Benzo[a]pyrene (BP), a widespread environmental carcinogen, has been widely used as a model compound for elucidating the mechanism by which polynuclear aromatic hydrocarbons (PAHs) induce carcinogenicity. It is well recognized that the bay-region diol epoxide metabolites, in particular (+)-anti-BPDE, with cellular DNA is critical for initiating the carcinogenic process induced by BP. However, a poor correlation between the level of (+)-BPDE- DNA adduct in a tissue and tissue susceptibility to BP-induced carcinogenesis does not fully support this concept. This lack of correlation suggest that, in addition to (+)-anti-BPDE-DNA adducts, the DNA adduct(s) of other reactive metabolite(s) of BP may also be of significant relevance in BP-induced carcinogenesis. For BP and other PAHs, the formation of phenolic bay-region diol epoxides (triol epoxides) is recently being recognized as an additional important metabolic reaction by which a hydrocarbon can be activated. Using the 32P-postlabeling technique, our preliminary studies have shown that one of the major DNA adducts formed by microsomal activation of synthetic 3-hydroxy-BP-7,8-diol (BP-triol), a major metabolite of 3-hydroxyBP and also a metabolic precursor of 3- hydroxy-BP-7,8-diol-9,10-epoxide (BPTE), co-chromatographs with anti-BPDE- dG. Therefore, it is likely that in vivo BP-DNA adducts previously believed to be derived from BPDE may in fact also be derived from BPTE. The major objective of the proposed research is to investigate whether any of the major DNA adducts of BP produced in vivo is derived from BPTE. The specific aims of the proposed research are: (i) To synthesize and characterize various deoxyribonucleoside 3'-monophosphate adducts of BPTE; (ii) To analyze and characterize DNA adducts of BP-triol formed after microsomal activation in the presence of DNA; (iii) To analyze and identify DNA adducts of BPDE-, BPTE- or BP-triol-derived DNA adducts; and (iv) To examine the relative persistence of BP-DNA adducts in mouse skin and mouse liver in vivo with particular emphasis on BPTE adducts.
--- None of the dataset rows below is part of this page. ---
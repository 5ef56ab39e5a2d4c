use clap::{Parser, Subcommand};
use regroup::archive::{ReadingArchive, RecordSource};
use regroup::event::Event;
use regroup::{IdentifierSet, Record, RegroupError};
use std::io::{self, Write};
use std::path::{Path, PathBuf};

#[derive(Parser)]
#[command(name = "archive_util")]
#[command(about = "Inspect event archives", long_about = None)]
struct Cli {
    #[command(subcommand)]
    command: Commands,
}

#[derive(Subcommand)]
enum Commands {
    /// Print the number of events in an archive
    Count { archive: PathBuf },
    /// Print the identifiers found in an archive, one per line
    Ids { archive: PathBuf },
    /// Print every event as one JSON object per line
    Dump { archive: PathBuf },
}

fn main() -> Result<(), RegroupError> {
    let cli = Cli::parse();
    let stdout = io::stdout();
    let mut out = stdout.lock();

    match cli.command {
        Commands::Count { archive } => {
            let reader = ReadingArchive::<Event>::open(&archive)?;
            writeln!(out, "{}", reader.len())?;
        }
        Commands::Ids { archive } => {
            let mut ids = IdentifierSet::default();
            for event in ReadingArchive::<Event>::open(&archive)? {
                ids.extend(event?.identifiers());
            }
            let mut ids: Vec<_> = ids.into_iter().collect();
            ids.sort();
            for id in ids {
                writeln!(out, "{}", id)?;
            }
        }
        Commands::Dump { archive } => dump(&archive, &mut out)?,
    }

    Ok(())
}

/// Writes every event as one JSON line. Output failures are reported as I/O errors.
fn dump(archive: &Path, out: &mut impl Write) -> Result<(), RegroupError> {
    for event in ReadingArchive::<Event>::open(archive)? {
        serde_json::to_writer(&mut *out, &event?).map_err(io::Error::from)?;
        writeln!(out)?;
    }
    Ok(())
}
//! Observability hooks called by the pipeline at fixed points.
//!
//! Every hook has an empty default body, so `NoopLogger` is a valid stand-in
//! anywhere. `TracingLogger` emits the same information as `tracing` events.

use crate::cleaner::StageCounts;
use crate::grouper::User;
use crate::identifier::IdentifierSet;
use crate::RegroupError;
use std::path::Path;
use std::sync::atomic::{AtomicUsize, Ordering};
use tracing::{debug, error, info};

pub trait PreprocessingLogger: Send + Sync {
    fn init(&self, _workers: usize, _dir_in: &Path, _dir_merged: &Path, _dir_out: &Path) {}

    fn reading_ids(&self, _total: usize) {}
    fn start_worker_read_ids(&self, _worker_id: usize) {}
    fn read_ids(&self, _worker_id: usize, _archive: &Path) {}
    fn stop_worker_read_ids(&self, _worker_id: usize) {}

    fn group_archives_by_ids(&self) {}

    fn merge_groups(&self, _total: usize) {}
    fn start_worker_merge_group(&self, _worker_id: usize) {}
    fn merge_group(&self, _worker_id: usize, _group_size: usize) {}
    fn stop_worker_merge_group(&self, _worker_id: usize) {}

    fn cleaning(&self, _total: usize) {}
    fn start_worker_clean_archive(&self, _worker_id: usize) {}
    fn clean_archive(&self, _worker_id: usize, _archive: &Path) {}
    fn stop_worker_clean_archive(&self, _worker_id: usize) {}

    fn error(&self, _worker_id: usize, _item: &str, _error: &RegroupError) {}
}

pub trait GrouperLogger: Send + Sync {
    fn init(&self) {}
    fn archives(&self, _archives: &[(&Path, &IdentifierSet)]) {}
    fn users(&self, _users: &[User]) {}
}

pub trait CleanerLogger: Send + Sync {
    fn working_in(&self, _dir_merged: &Path, _dir_out: &Path) {}
    fn registered_filters(&self, _names: &[String]) {}
    fn reading_archive(&self, _archive: &Path) {}
    fn writing_events(&self) {}
    fn finished_writing(&self, _counts: &StageCounts) {}
}

/// Ignores every hook.
#[derive(Debug, Default, Clone, Copy)]
pub struct NoopLogger;

impl PreprocessingLogger for NoopLogger {}
impl GrouperLogger for NoopLogger {}
impl CleanerLogger for NoopLogger {}

/// Forwards every hook to `tracing`, numbering items as they are started.
#[derive(Debug, Default)]
pub struct TracingLogger {
    total: AtomicUsize,
    started: AtomicUsize,
}

impl TracingLogger {
    pub fn new() -> Self {
        Self::default()
    }

    fn begin_phase(&self, total: usize) {
        self.total.store(total, Ordering::SeqCst);
        self.started.store(0, Ordering::SeqCst);
    }

    /// Returns "i/n (x% started)" for the next started item.
    fn next_progress(&self) -> String {
        let current = self.started.fetch_add(1, Ordering::SeqCst) + 1;
        let total = self.total.load(Ordering::SeqCst);
        progress_label(current, total)
    }
}

fn progress_label(current: usize, total: usize) -> String {
    if total == 0 {
        return format!("{}/?", current);
    }
    let percent = current as f64 * 100.0 / total as f64;
    if total >= 1000 {
        format!("{}/{} ({:.2}% started)", current, total, percent)
    } else {
        format!("{}/{} ({:.1}% started)", current, total, percent)
    }
}

impl PreprocessingLogger for TracingLogger {
    fn init(&self, workers: usize, dir_in: &Path, dir_merged: &Path, dir_out: &Path) {
        info!("[preprocessing] ========================================");
        info!("[preprocessing] Starting preprocessing");
        info!("[preprocessing] workers: {}", workers);
        info!("[preprocessing] input:   {}", dir_in.display());
        info!("[preprocessing] merged:  {}", dir_merged.display());
        info!("[preprocessing] final:   {}", dir_out.display());
        info!("[preprocessing] ========================================");
    }

    fn reading_ids(&self, total: usize) {
        self.begin_phase(total);
        info!("[preprocessing] Reading ids from {} archives", total);
    }

    fn start_worker_read_ids(&self, worker_id: usize) {
        debug!("[preprocessing] ({}) Starting worker", worker_id);
    }

    fn read_ids(&self, worker_id: usize, archive: &Path) {
        info!(
            "[preprocessing] ({}) Reading archive {}: {}",
            worker_id,
            self.next_progress(),
            archive.display()
        );
    }

    fn stop_worker_read_ids(&self, worker_id: usize) {
        debug!("[preprocessing] ({}) Stopping worker", worker_id);
    }

    fn group_archives_by_ids(&self) {
        info!("[preprocessing] Grouping archives by ids");
    }

    fn merge_groups(&self, total: usize) {
        self.begin_phase(total);
        info!("[preprocessing] Merging {} groups", total);
    }

    fn start_worker_merge_group(&self, worker_id: usize) {
        debug!("[preprocessing] ({}) Starting worker", worker_id);
    }

    fn merge_group(&self, worker_id: usize, group_size: usize) {
        info!(
            "[preprocessing] ({}) Merging group {}, contains {} archives",
            worker_id,
            self.next_progress(),
            group_size
        );
    }

    fn stop_worker_merge_group(&self, worker_id: usize) {
        debug!("[preprocessing] ({}) Stopping worker", worker_id);
    }

    fn cleaning(&self, total: usize) {
        self.begin_phase(total);
        info!("[preprocessing] Cleaning {} archives", total);
    }

    fn start_worker_clean_archive(&self, worker_id: usize) {
        debug!("[preprocessing] ({}) Starting worker", worker_id);
    }

    fn clean_archive(&self, worker_id: usize, archive: &Path) {
        info!(
            "[preprocessing] ({}) Cleaning archive {}: {}",
            worker_id,
            self.next_progress(),
            archive.display()
        );
    }

    fn stop_worker_clean_archive(&self, worker_id: usize) {
        debug!("[preprocessing] ({}) Stopping worker", worker_id);
    }

    fn error(&self, worker_id: usize, item: &str, err: &RegroupError) {
        error!(
            "[preprocessing] exception for worker {} while processing {}: {}",
            worker_id, item, err
        );
    }
}

impl GrouperLogger for TracingLogger {
    fn init(&self) {
        info!("[grouper] Grouping archives by overlapping identifiers");
    }

    fn archives(&self, archives: &[(&Path, &IdentifierSet)]) {
        let total_ids: usize = archives.iter().map(|(_, ids)| ids.len()).sum();
        info!(
            "[grouper] {} archives with {} identifiers in total",
            archives.len(),
            total_ids
        );
        for (archive, ids) in archives {
            debug!("[grouper] {}: {} identifiers", archive.display(), ids.len());
        }
    }

    fn users(&self, users: &[User]) {
        info!("[grouper] Found {} users", users.len());
        for user in users {
            debug!(
                "[grouper] user with {} archives, {} identifiers",
                user.archives.len(),
                user.identifiers.len()
            );
        }
    }
}

impl CleanerLogger for TracingLogger {
    fn working_in(&self, dir_merged: &Path, dir_out: &Path) {
        debug!(
            "[cleaner] Reading from {}, writing to {}",
            dir_merged.display(),
            dir_out.display()
        );
    }

    fn registered_filters(&self, names: &[String]) {
        if names.is_empty() {
            debug!("[cleaner] No filters registered");
        }
        for name in names {
            debug!("[cleaner] Registered filter: {}", name);
        }
    }

    fn reading_archive(&self, archive: &Path) {
        debug!("[cleaner] Reading {}", archive.display());
    }

    fn writing_events(&self) {
        debug!("[cleaner] Writing events");
    }

    fn finished_writing(&self, counts: &StageCounts) {
        for (stage, count) in counts.iter() {
            debug!("[cleaner] {:>8} events {}", count, stage);
        }
    }
}

/// Installs a `fmt` subscriber honouring `RUST_LOG` (default `info`).
/// Calling it more than once is harmless.
pub fn init_tracing() {
    let filter = tracing_subscriber::EnvFilter::try_from_default_env()
        .unwrap_or_else(|_| tracing_subscriber::EnvFilter::new("info"));
    let _ = tracing_subscriber::fmt()
        .with_env_filter(filter)
        .with_target(false)
        .try_init();
}
//! Grounding soundness and completeness against a brute-force oracle over
//! randomly generated states.

use std::collections::BTreeSet;
use std::sync::Arc;

use lock_tests::fixtures::brute_force_ground;
use proptest::prelude::*;
use relplan_kernel::carrier::fact::Fact;
use relplan_kernel::carrier::ident::Ident;
use relplan_kernel::carrier::state::State;
use relplan_kernel::carrier::symbol::SymbolTable;
use relplan_kernel::operators::apply::satisfies_precondition;
use relplan_kernel::operators::compose::SchemaBuilder;
use relplan_kernel::operators::ground::ground;
use relplan_kernel::operators::schema::ActionSchema;

const OBJECTS: [&str; 5] = ["o1", "o2", "o3", "o4", "o5"];
const RELATIONS: [&str; 2] = ["near", "holds"];

struct Universe {
    objects: Vec<Ident>,
    relations: Vec<Ident>,
    schemas: Vec<Arc<ActionSchema>>,
}

fn universe() -> Universe {
    let mut table = SymbolTable::new();
    let objects = OBJECTS.iter().map(|n| table.intern(n).unwrap()).collect();
    let relations = RELATIONS.iter().map(|n| table.intern(n).unwrap()).collect();
    let schemas = vec![
        // single precondition, one effect-only parameter
        SchemaBuilder::new("toss", &["x", "y", "z"], &mut table)
            .precondition("x", "holds", "y")
            .effect("y", "near", "z")
            .build()
            .unwrap(),
        // join on a shared parameter with a negative precondition
        SchemaBuilder::new("relay", &["x", "y", "z"], &mut table)
            .precondition("x", "near", "y")
            .precondition("y", "holds", "z")
            .negative_precondition("x", "holds", "z")
            .effect("x", "holds", "z")
            .build()
            .unwrap(),
        // repeated parameter inside one template
        SchemaBuilder::new("selfish", &["x", "y"], &mut table)
            .precondition("x", "holds", "x")
            .negative_precondition("y", "near", "x")
            .effect("y", "near", "x")
            .build()
            .unwrap(),
        // literal in a template
        SchemaBuilder::new("fetch", &["x"], &mut table)
            .precondition("x", "near", "o1")
            .negative_precondition("o1", "holds", "x")
            .effect("o1", "holds", "x")
            .build()
            .unwrap(),
    ];
    Universe {
        objects,
        relations,
        schemas: schemas.into_iter().map(Arc::new).collect(),
    }
}

fn state_strategy() -> impl Strategy<Value = Vec<(usize, usize, usize)>> {
    prop::collection::vec((0..OBJECTS.len(), 0..RELATIONS.len(), 0..OBJECTS.len()), 0..14)
}

fn build_state(u: &Universe, triples: &[(usize, usize, usize)]) -> State {
    State::with_objects(
        triples
            .iter()
            .map(|&(a, r, b)| Fact::new(u.objects[a], u.relations[r], u.objects[b])),
        u.objects.iter().copied(),
    )
}

proptest! {
    #![proptest_config(ProptestConfig::with_cases(128))]

    #[test]
    fn every_grounded_instance_is_applicable(triples in state_strategy()) {
        let u = universe();
        let state = build_state(&u, &triples);
        for schema in &u.schemas {
            for instance in ground(schema, &state) {
                prop_assert!(
                    satisfies_precondition(&state, &instance),
                    "{} {:?} not applicable", instance.name(), instance.params()
                );
            }
        }
    }

    #[test]
    fn grounding_matches_brute_force(triples in state_strategy()) {
        let u = universe();
        let state = build_state(&u, &triples);
        for schema in &u.schemas {
            let grounded: BTreeSet<Vec<Ident>> =
                ground(schema, &state).iter().map(|i| i.params().to_vec()).collect();
            prop_assert_eq!(grounded, brute_force_ground(schema, &state), "schema {}", schema.name());
        }
    }

    #[test]
    fn grounding_is_sorted_and_unique(triples in state_strategy()) {
        let u = universe();
        let state = build_state(&u, &triples);
        for schema in &u.schemas {
            let params: Vec<Vec<Ident>> =
                ground(schema, &state).iter().map(|i| i.params().to_vec()).collect();
            prop_assert!(params.windows(2).all(|w| w[0] < w[1]));
        }
    }
}

#[test]
fn unindexed_literal_yields_nothing() {
    let u = universe();
    // no fact mentions o1 in the `near` relation
    let state = build_state(&u, &[(1, 1, 2)]);
    let fetch = u.schemas.iter().find(|s| s.name() == "fetch").unwrap();
    assert!(ground(fetch, &state).is_empty());
}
苯并[a]芘(BP)是一种广泛存在的环境致癌物质，已被广泛应用。 作为模型化合物用来阐明多核的机制 芳香烃(PAHs)具有致癌作用。它是公认的 湾区二醇环氧化物代谢物，特别是(+)-抗BPDE， 是启动致癌过程的关键 由BP诱导。然而，(+)-BPDE水平之间的相关性很差- 组织中的DNA加合物与组织对BP的敏感性 致癌并不完全支持这一概念。这种缺乏 相关性表明，除了(+)-抗BPDE-DNA加合物外，DNA BP的其他反应性代谢物(S)的加合物(S)也可能具有重要意义 与BP致癌的相关性。对于BP和其他多环芳烃来说， 酚湾区二醇环氧化物(三醇环氧化物)的形成是近年来的研究热点 被认为是另一种重要的代谢反应，通过它 碳氢化合物可以被激活。使用32P-后标记技术，我们的 初步研究表明，主要的DNA加合物之一是由 人工合成的3-羟基-BP-7，8-二醇(BP-Triol)，a 3-羟基BP的主要代谢物，也是3-羟基BP的代谢前体 羟基-BP-7，8-二醇-9，10-环氧化物(BPTE)，与抗BPDE共层析- DG。因此，很可能在体内BP-DNA加合物先前 被认为来源于BPDE的化合物实际上也可能来源于BPTE。 拟议研究的主要目标是调查是否有 在体内产生的主要DNA加合物中，有一部分来自BPTE。这个 拟议研究的具体目标是：(1)综合和 表征BPTE的各种脱氧核糖核苷3‘-单磷酸加合物； (Ii)分析和表征后形成的BP-三醇的DNA加合物 在DNA存在的情况下微粒体的激活；(Iii)分析和鉴定 BPDE、BPTE或BP-三醇衍生的DNA加合物的DNA加合物；及(Iv) 检测BP-DNA加合物在小鼠皮肤和小鼠体内的相对持久性 活体肝脏，特别强调BPTE加合物。